▶ _Task prompt_
Work through the entries below line by line and give the number of lines with the string "InvalidInitialStress", nothing else.

◆ ◆ ◆ ◆ ◆ ◆ ◆

//! Element test descriptions read from TOML files.

use std::collections::BTreeMap;
use std::fs;
use std::path::{Path, PathBuf};

use serde::Deserialize;
use tracing::debug;

use crate::errors::{ConfigFileError, ConfigurationError, DriverError, ValidationError};
use crate::load::{Comparator, Load, StopCondition, DEFAULT_STOP_MARKER};
use crate::process::ExternalDriver;
use crate::protocol::{DEFAULT_LOADS_FILE, DEFAULT_OUTPUT_FILE};
use crate::setup::ModelSetup;

/// Complete description of one element test.
///
/// # Examples
/// ```
/// use incdriver::DriverConfig;
///
/// let config = DriverConfig::from_toml_str(r#"
///     initial_stress = [-100.0, -100.0, -100.0, 0.0, 0.0, 0.0]
///
///     [model]
///     name = "NAMC"
///     folder = "runs/creep"
///
///     [[loads]]
///     kind = "PureCreep"
///     parameters = { ninc = 10, maxiter = 100, dtime = 1.0, every = 1 }
/// "#).unwrap();
/// let setup = config.build_setup().unwrap();
/// assert_eq!(setup.loads().len(), 1);
/// ```
#[derive(Clone, Debug, PartialEq, Deserialize)]
#[serde(deny_unknown_fields)]
pub struct DriverConfig {
    /// Model and file locations.
    pub model: ModelSection,
    /// Material properties in the order the model reads them.
    #[serde(default)]
    pub properties: Vec<NamedValue>,
    /// Initial stress in driver order, tension positive.
    pub initial_stress: Vec<f64>,
    /// Initial state variables in the order the model reads them.
    #[serde(default)]
    pub state_variables: Vec<NamedValue>,
    /// Stages in execution order.
    #[serde(default)]
    pub loads: Vec<LoadSpec>,
}

/// The `[model]` table.
#[derive(Clone, Debug, PartialEq, Deserialize)]
#[serde(deny_unknown_fields)]
pub struct ModelSection {
    /// Name written at the top of `parameters.inp`.
    pub name: String,
    /// Folder receiving the input and output files.
    pub folder: PathBuf,
    /// Driver executable, required only to run.
    #[serde(default)]
    pub executable: Option<PathBuf>,
    /// Name of the output table.
    #[serde(default = "default_output_file")]
    pub output_file: String,
    /// Name of the load file.
    #[serde(default = "default_loads_file")]
    pub loads_file: String,
}

/// Default output table name.
fn default_output_file() -> String {
    DEFAULT_OUTPUT_FILE.to_string()
}

/// Default load file name.
fn default_loads_file() -> String {
    DEFAULT_LOADS_FILE.to_string()
}

/// A named scalar, used for properties and state variables.
#[derive(Clone, Debug, PartialEq, Deserialize)]
#[serde(deny_unknown_fields)]
pub struct NamedValue {
    /// Label written as the inline comment.
    pub name: String,
    /// Value written to the file.
    pub value: f64,
}

/// One `[[loads]]` entry.
#[derive(Clone, Debug, PartialEq, Deserialize)]
#[serde(deny_unknown_fields)]
pub struct LoadSpec {
    /// Driver name of the load path.
    pub kind: String,
    /// Parameter values keyed by name.
    pub parameters: BTreeMap<String, f64>,
    /// Optional early stop.
    #[serde(default)]
    pub stop: Option<StopSpec>,
}

/// Stop condition of a `[[loads]]` entry.
#[derive(Clone, Debug, PartialEq, Deserialize)]
#[serde(deny_unknown_fields)]
pub struct StopSpec {
    /// Left-hand side of the inequality.
    pub expression: String,
    /// `less` or `greater`.
    pub comparator: Comparator,
    /// Threshold.
    pub value: f64,
    /// Symbol introducing the condition.
    #[serde(default = "default_marker")]
    pub marker: String,
}

/// Default stop condition marker.
fn default_marker() -> String {
    DEFAULT_STOP_MARKER.to_string()
}

impl LoadSpec {
    /// Validate the entry into a [`Load`].
    ///
    /// # Errors
    ///
    /// Returns [`ValidationError`] for an unknown kind or a wrong parameter set.
    pub fn build(&self) -> Result<Load, ValidationError> {
        let load = Load::from_name(
            &self.kind,
            self.parameters
                .iter()
                .map(|(name, value)| (name.as_str(), *value)),
        )?;
        Ok(match &self.stop {
            Some(stop) => load.with_stop_condition(StopCondition::new(
                stop.expression.as_str(),
                stop.comparator,
                stop.value,
                stop.marker.as_str(),
            )),
            None => load,
        })
    }
}

impl DriverConfig {
    /// Parse a configuration from TOML text. Paths are kept as written.
    ///
    /// # Errors
    ///
    /// Returns [`ConfigFileError::Toml`] when the text is not a valid description.
    pub fn from_toml_str(text: &str) -> Result<Self, ConfigFileError> {
        Ok(toml::from_str(text)?)
    }

    /// Read a configuration file.
    ///
    /// Relative `folder` and `executable` paths are resolved against the directory of
    /// the file.
    ///
    /// # Errors
    ///
    /// Returns [`ConfigFileError::Io`] when the file cannot be read and
    /// [`ConfigFileError::Toml`] when it is not a valid description.
    pub fn load(path: &Path) -> Result<Self, ConfigFileError> {
        let io_error = |source| ConfigFileError::Io {
            path: path.to_path_buf(),
            source,
        };
        let text = fs::read_to_string(path).map_err(io_error)?;
        let mut config = Self::from_toml_str(&text)?;

        let parent = match path.parent() {
            Some(parent) if !parent.as_os_str().is_empty() => parent,
            _ => Path::new("."),
        };
        let base = parent.canonicalize().map_err(io_error)?;
        config.model.folder = base.join(&config.model.folder);
        if let Some(executable) = config.model.executable.take() {
            config.model.executable = Some(base.join(executable));
        }
        debug!(
            path = %path.display(),
            folder = %config.model.folder.display(),
            loads = config.loads.len(),
            "configuration loaded"
        );
        Ok(config)
    }

    /// Properties as `(name, value)` pairs.
    #[must_use]
    pub fn properties(&self) -> Vec<(&str, f64)> {
        pairs(&self.properties)
    }

    /// State variables as `(name, value)` pairs.
    #[must_use]
    pub fn state_variables(&self) -> Vec<(&str, f64)> {
        pairs(&self.state_variables)
    }

    /// The initial stress as six components.
    ///
    /// # Errors
    ///
    /// Returns [`ConfigurationError::InvalidInitialStress`] unless exactly six
    /// components are given.
    pub fn initial_stress(&self) -> Result<[f64; 6], ConfigurationError> {
        <[f64; 6]>::try_from(self.initial_stress.as_slice())
            .map_err(|_| ConfigurationError::InvalidInitialStress(self.initial_stress.len()))
    }

    /// Validate every load entry, keeping their order.
    ///
    /// # Errors
    ///
    /// Returns the [`ValidationError`] of the first invalid entry.
    pub fn build_loads(&self) -> Result<Vec<Load>, ValidationError> {
        self.loads.iter().map(LoadSpec::build).collect()
    }

    /// Create the setup with every load attached. Nothing is written yet.
    ///
    /// # Errors
    ///
    /// Returns [`DriverError::Validation`] when a load entry is invalid.
    pub fn build_setup(&self) -> Result<ModelSetup, DriverError> {
        let mut setup = ModelSetup::new(&self.model.folder, self.model.name.as_str())
            .with_output_file(self.model.output_file.as_str())
            .with_loads_file(self.model.loads_file.as_str());
        setup.add_loads(self.build_loads()?);
        Ok(setup)
    }

    /// Create the setup and write its three input files.
    ///
    /// # Errors
    ///
    /// Returns [`DriverError`] when a load is invalid, the initial stress is malformed,
    /// there are no loads or a file cannot be written.
    pub fn write_inputs(&self) -> Result<ModelSetup, DriverError> {
        let stress = self.initial_stress()?;
        let mut setup = self.build_setup()?;
        setup.write_parameters_file(self.properties())?;
        setup.write_initial_conditions_file(&stress, self.state_variables())?;
        setup.write_loads()?;
        Ok(setup)
    }

    /// The driver named in the `[model]` table.
    ///
    /// # Errors
    ///
    /// Returns [`ConfigurationError::MissingExecutable`] when no executable is set.
    pub fn process(&self) -> Result<ExternalDriver, ConfigurationError> {
        self.model
            .executable
            .as_ref()
            .map(ExternalDriver::new)
            .ok_or(ConfigurationError::MissingExecutable)
    }
}

/// Borrow named values as pairs.
fn pairs(values: &[NamedValue]) -> Vec<(&str, f64)> {
    values
        .iter()
        .map(|entry| (entry.name.as_str(), entry.value))
        .collect()
}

◆ ◆ ◆ ◆ ◆ ◆ ◆

▶ _Answer section_
2